The shmutils module is deprecated and will be removed in a future release. Use gridr.scaling.shared_array instead. The legacy module still works but emits a DeprecationWarning on import.

Two renames:

  • SharedMemoryArraySharedArray (the old name remains as an alias)

  • create_and_register_smacreate_and_register, which now appends SharedArray instances to the tracking list instead of name strings

# Before
from gridr.scaling.shmutils import SharedMemoryArray, create_and_register_sma

register = []
sma = create_and_register_sma(shape, dtype, register, prefix="buf")
# register contains: ["1-buf-..."]

# After
from gridr.scaling.shared_array import SharedArray, create_and_register

register = []
sa = create_and_register(shape, dtype, register, prefix="buf")
# register contains the SharedArray instance

SharedArray.clear_buffers accepts both forms during the transition, but new code should use instances.

These modules are internal plumbing for the chain subsystem. Most users won’t import from shmutils directly.


📖 Documentation

The user-guide documentation has been reorganized and broken into a series of shorter, self-contained notebook pages that work independently.

A new notebook walks through the standalone preprocessing pipeline: source extent computation, padding strategies per boundary condition, mask preparation (including safe-window logic), and B-Spline prefiltering with its effect on the safe window. Ships with a grid_resampling_plot_utils.py helper for adaptive matplotlib rendering.

Location: notebooks/grid_resampling_core_standalone.ipynb.

Two new reference pages were also added for the shared-memory subsystem: the SharedArray documentation, and a central catalog of environment variables with Docker / Kubernetes / systemd / GitLab CI recipes.


🔧 Migration

  1. Add trust_padding=True wherever you use a boundary condition. This preserves the v0.5.x behaviour.

    array_grid_resampling(
        ...,
        boundary_condition='reflect',
        trust_padding=True,
        standalone=True,
    )
    
  2. (Optional) If you know your input is mostly valid, declare a safe window via array_in_mask_safe_win.

  3. (Optional) Replace any try/except GridMetricsError around array_grid_resampling with the warning-based pattern.

  4. (Only if you import from shmutils) Switch to gridr.scaling.shared_array to silence the deprecation warning.

  5. (Docker) If you were raising --shm-size, keep doing it or switch to GRIDR_SHARED_MEMORY_BACKEND=mmap.


Internals

Substantial Rust refactor.

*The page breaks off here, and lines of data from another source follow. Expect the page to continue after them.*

//! RFC 1960 filter strings, e.g. `(&(objectclass=Greeter)(service.ranking>=5))`.

use std::fmt;

use serde_json::Value;

use crate::filter::{FilterError, FilterPredicate};
use crate::properties::Properties;

#[derive(Debug, Clone, PartialEq)]
enum Node {
    And(Vec<Node>),
    Or(Vec<Node>),
    Not(Box<Node>),
    Compare { attr: String, op: Op },
}

#[derive(Debug, Clone, PartialEq)]
enum Op {
    Equal(String),
    Approx(String),
    GreaterEq(String),
    LessEq(String),
    Present,
    /// Pieces between unescaped `*`. The first and last piece may be empty.
    Substring(Vec<String>),
}

/// A parsed LDAP filter.
#[derive(Clone, PartialEq)]
pub struct LdapFilter {
    source: String,
    root: Node,
}

impl LdapFilter {
    pub fn parse(expression: &str) -> Result<Self, FilterError> {
        if expression.trim().is_empty() {
            return Err(FilterError::Empty);
        }
        let mut parser = Parser { src: expression, chars: expression.char_indices().collect(), pos: 0 };
        parser.skip_ws();
        let root = parser.filter()?;
        parser.skip_ws();
        if parser.pos < parser.chars.len() {
            return Err(parser.error("extraneous trailing characters"));
        }
        Ok(Self { source: expression.to_string(), root })
    }

    pub fn matches(&self, props: &Properties) -> bool {
        eval(&self.root, props, false)
    }

    pub fn matches_case(&self, props: &Properties) -> bool {
        eval(&self.root, props, true)
    }
}

impl fmt::Debug for LdapFilter {
    fn fmt(&self, f: &mut fmt::Formatter<'_>) -> fmt::Result {
        f.debug_tuple("LdapFilter").field(&self.source).finish()
    }
}

impl fmt::Display for LdapFilter {
    fn fmt(&self, f: &mut fmt::Formatter<'_>) -> fmt::Result {
        f.write_str(&self.source)
    }
}

impl FilterPredicate for LdapFilter {
    fn evaluate(&self, props: &Properties, match_case: bool) -> bool {
        eval(&self.root, props, match_case)
    }

    fn expression(&self) -> String {
        self.source.clone()
    }

    fn simple_terms(&self, keys: &[&str]) -> Option<Vec<Vec<String>>> {
        let mut terms = vec![Vec::new(); keys.len()];
        collect_simple(&self.root, keys, &mut terms).then_some(terms)
    }
}

/// An equality on a hashed key, or a disjunction of those.
fn collect_simple(node: &Node, keys: &[&str], terms: &mut [Vec<String>]) -> bool {
    match node {
        Node::Compare { attr, op: Op::Equal(value) } if canonical_literal(value) => {
            match keys.iter().position(|k| k.eq_ignore_ascii_case(attr)) {
                Some(idx) => {
                    terms[idx].push(value.clone());
                    true
                }
                None => false,
            }
        }
        Node::Or(children) => children.iter().all(|child| collect_simple(child, keys, terms)),
        _ => false,
    }
}

/// Whether `literal` equals a property value exactly when their string
/// forms are equal, whatever the value's type. Literals that only match
/// after trimming, case folding or numeric parsing are not indexable.
fn canonical_literal(literal: &str) -> bool {
    if literal.is_empty() || literal.trim() != literal {
        return false;
    }
    if literal.eq_ignore_ascii_case("true") || literal.eq_ignore_ascii_case("false") {
        return literal == "true" || literal == "false";
    }
    match literal.parse::<f64>() {
        Ok(_) => literal.parse::<i64>().is_ok_and(|n| n.to_string() == literal),
        Err(_) => true,
    }
}

struct Parser<'a> {
    src: &'a str,
    chars: Vec<(usize, char)>,
    pos: usize,
}

impl Parser<'_> {
    fn error(&self, reason: &str) -> FilterError {
        FilterError::Syntax {
            expression: self.src.to_string(),
            position: self.pos,
            reason: reason.to_string(),
        }
    }

    fn peek(&self) -> Option<char> {
        self.chars.get(self.pos).map(|(_, c)| *c)
    }

    fn skip_ws(&mut self) {
        while self.peek().is_some_and(char::is_whitespace) {
            self.pos += 1;
        }
    }

    fn expect(&mut self, expected: char) -> Result<(), FilterError> {
        if self.peek() == Some(expected) {
            self.pos += 1;
            Ok(())
        } else {
            Err(self.error(&format!("expected '{expected}'")))
        }
    }

    fn filter(&mut self) -> Result<Node, FilterError> {
        self.expect('(')?;
        self.skip_ws();
        let node = match self.peek() {
            Some('&') => {
                self.pos += 1;
                Node::And(self.filter_list()?)
            }
            Some('|') => {
                self.pos += 1;
                Node::Or(self.filter_list()?)
            }
            Some('!') => {
                self.pos += 1;
                self.skip_ws();
                Node::Not(Box::new(self.filter()?))
            }
            Some(_) => self.item()?,
            None => return Err(self.error("unexpected end of filter")),
        };
        self.skip_ws();
        self.expect(')')?;
        Ok(node)
    }

    fn filter_list(&mut self) -> Result<Vec<Node>, FilterError> {
        let mut nodes = Vec::new();
        self.skip_ws();
        while self.peek() == Some('(') {
            nodes.push(self.filter()?);
            self.skip_ws();
        }
        if nodes.is_empty() {
            return Err(self.error("missing operand"));
        }
        Ok(nodes)
    }

    fn item(&mut self) -> Result<Node, FilterError> {
        let attr = self.attribute()?;
        let op = match (self.peek(), self.chars.get(self.pos + 1).map(|(_, c)| *c)) {
            (Some('~'), Some('=')) => {
                self.pos += 2;
                Op::Approx(self.value()?.into_iter().collect::<Vec<_>>().join("*"))
            }
            (Some('>'), Some('=')) => {
                self.pos += 2;
                Op::GreaterEq(self.single_value()?)
            }
            (Some('<'), Some('=')) => {
                self.pos += 2;
                Op::LessEq(self.single_value()?)
            }
            (Some('='), _) => {
                self.pos += 1;
                let pieces = self.value()?;
                match pieces.as_slice() {
                    [single] => Op::Equal(single.clone()),
                    [a, b] if a.is_empty() && b.is_empty() => Op::Present,
                    _ => Op::Substring(pieces),
                }
            }
            _ => return Err(self.error("invalid operator")),
        };
        Ok(Node::Compare { attr, op })
    }

    fn attribute(&mut self) -> Result<String, FilterError> {
        let start = self.pos;
        while let Some(c) = self.peek() {
            if matches!(c, '=' | '~' | '<' | '>' | '(' | ')') {
                break;
            }
            self.pos += 1;
        }
        let attr: String = self.chars[start..self.pos].iter().map(|(_, c)| *c).collect();
        let attr = attr.trim_end().to_string();
        if attr.is_empty() {
            return Err(self.error("missing attribute name"));
        }
        Ok(attr)
    }

    /// Reads a value up to the closing parenthesis, splitting on unescaped `*`.
    fn value(&mut self) -> Result<Vec<String>, FilterError> {
        let mut pieces = vec![String::new()];
        loop {
            match self.peek() {
                None => return Err(self.error("unterminated value")),
                Some(')') => break,
                Some('(') => return Err(self.error("unescaped '(' in value")),
                Some('\\') => {
                    self.pos += 1;
                    let escaped = self.peek().ok_or_else(|| self.error("dangling escape"))?;
                    if let Some(piece) = pieces.last_mut() {
                        piece.push(escaped);
                    }
                    self.pos += 1;
                }
                Some('*') => {
                    pieces.push(String::new());
                    self.pos += 1;
                }
                Some(c) => {
                    if let Some(piece) = pieces.last_mut() {
                        piece.push(c);
                    }
                    self.pos += 1;
                }
            }
        }
        Ok(pieces)
    }

    fn single_value(&mut self) -> Result<String, FilterError> {
        let pieces = self.value()?;
        if pieces.len() != 1 {
            return Err(self.error("wildcards are only allowed with '='"));
        }
        Ok(pieces.into_iter().next().unwrap_or_default())
    }
}

fn eval(node: &Node, props: &Properties, match_case: bool) -> bool {
    match node {
        Node::And(children) => children.iter().all(|c| eval(c, props, match_case)),
        Node::Or(children) => children.iter().any(|c| eval(c, props, match_case)),
        Node::Not(child) => !eval(child, props, match_case),
        Node::Compare { attr, op } => match props.value(attr, match_case) {
            Some(value) => compare(value, op),
            None => false,
        },
    }
}

fn compare(value: &Value, op: &Op) -> bool {
    if *op == Op::Present {
        return !value.is_null();
    }
    match value {
        Value::Array(items) => items.iter().any(|item| compare(item, op)),
        Value::String(s) => compare_str(s, op),
        Value::Number(n) => compare_number(n, op),
        Value::Bool(b) => match op {
            Op::Equal(v) | Op::Approx(v) => v.trim().eq_ignore_ascii_case(if *b { "true" } else { "false" }),
            _ => false,
        },
        Value::Null | Value::Object(_) => false,
    }
}

fn compare_str(s: &str, op: &Op) -> bool {
    match op {
        Op::Equal(v) => s == v,
        Op::Approx(v) => normalize(s) == normalize(v),
        Op::GreaterEq(v) => s >= v.as_str(),
        Op::LessEq(v) => s <= v.as_str(),
        Op::Present => true,
        Op::Substring(pieces) => substring_match(s, pieces),
    }
}

fn normalize(s: &str) -> String {
    s.chars().filter(|c| !c.is_whitespace()).flat_map(char::to_lowercase).collect()
}

fn substring_match(s: &str, pieces: &[String]) -> bool {
    let Some((first, rest)) = pieces.split_first() else {
        return false;
    };
    let Some(mut remaining) = s.strip_prefix(first.as_str()) else {
        return false;
    };
    let Some((last, middle)) = rest.split_last() else {
        return remaining.is_empty();
    };
    for piece in middle {
        match remaining.find(piece.as_str()) {
            Some(idx) => remaining = &remaining[idx + piece.len()..],
            None => return false,
        }
    }
    remaining.ends_with(last.as_str())
}

fn compare_number(n: &serde_json::Number, op: &Op) -> bool {
    let literal = match op {
        Op::Equal(v) | Op::Approx(v) | Op::GreaterEq(v) | Op::LessEq(v) => v.trim(),
        Op::Present => return true,
        Op::Substring(_) => return false,
    };
    let ordering = match (n.as_i64(), literal.parse::<i64>()) {
        (Some(lhs), Ok(rhs)) => lhs.cmp(&rhs),
        _ => match (n.as_f64(), literal.parse::<f64>()) {
            (Some(lhs), Ok(rhs)) => match lhs.partial_cmp(&rhs) {
                Some(ordering) => ordering,
                None => return false,
            },
            _ => return false,
        },
    };
    match op {
        Op::Equal(_) | Op::Approx(_) => ordering.is_eq(),
        Op::GreaterEq(_) => ordering.is_ge(),
        Op::LessEq(_) => ordering.is_le(),
        _ => false,
    }
}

None of this changes the Python API:

  • Const-generic separable convolution: KROWS and KCOLS are now compile-time parameters, enabling zero-cost specialization across the four convolution variants (masked/unmasked × bounds-checked/unchecked).

  • GxArrayViewInterpolatorCore trait: B-Spline, bicubic, and linear interpolators now only implement compute_weights; kernel application is inherited.

  • Unified mask strategy: the standalone and chain Python paths share a single resolve_mask_strategy function, guaranteeing identical mask decisions for identical inputs.


📦 Installation

pip install --upgrade gridr

Wheels are built with AVX2 + FMA. Requirements:

  • Python ≥ 3.10

  • PyO3 ≥ 0.27.2

  • x86_64 with AVX2 and FMA (Intel Haswell / AMD Excavator and later, i.e. essentially anything from 2013 onwards)

For older CPUs or non-x86_64 platforms, build from source.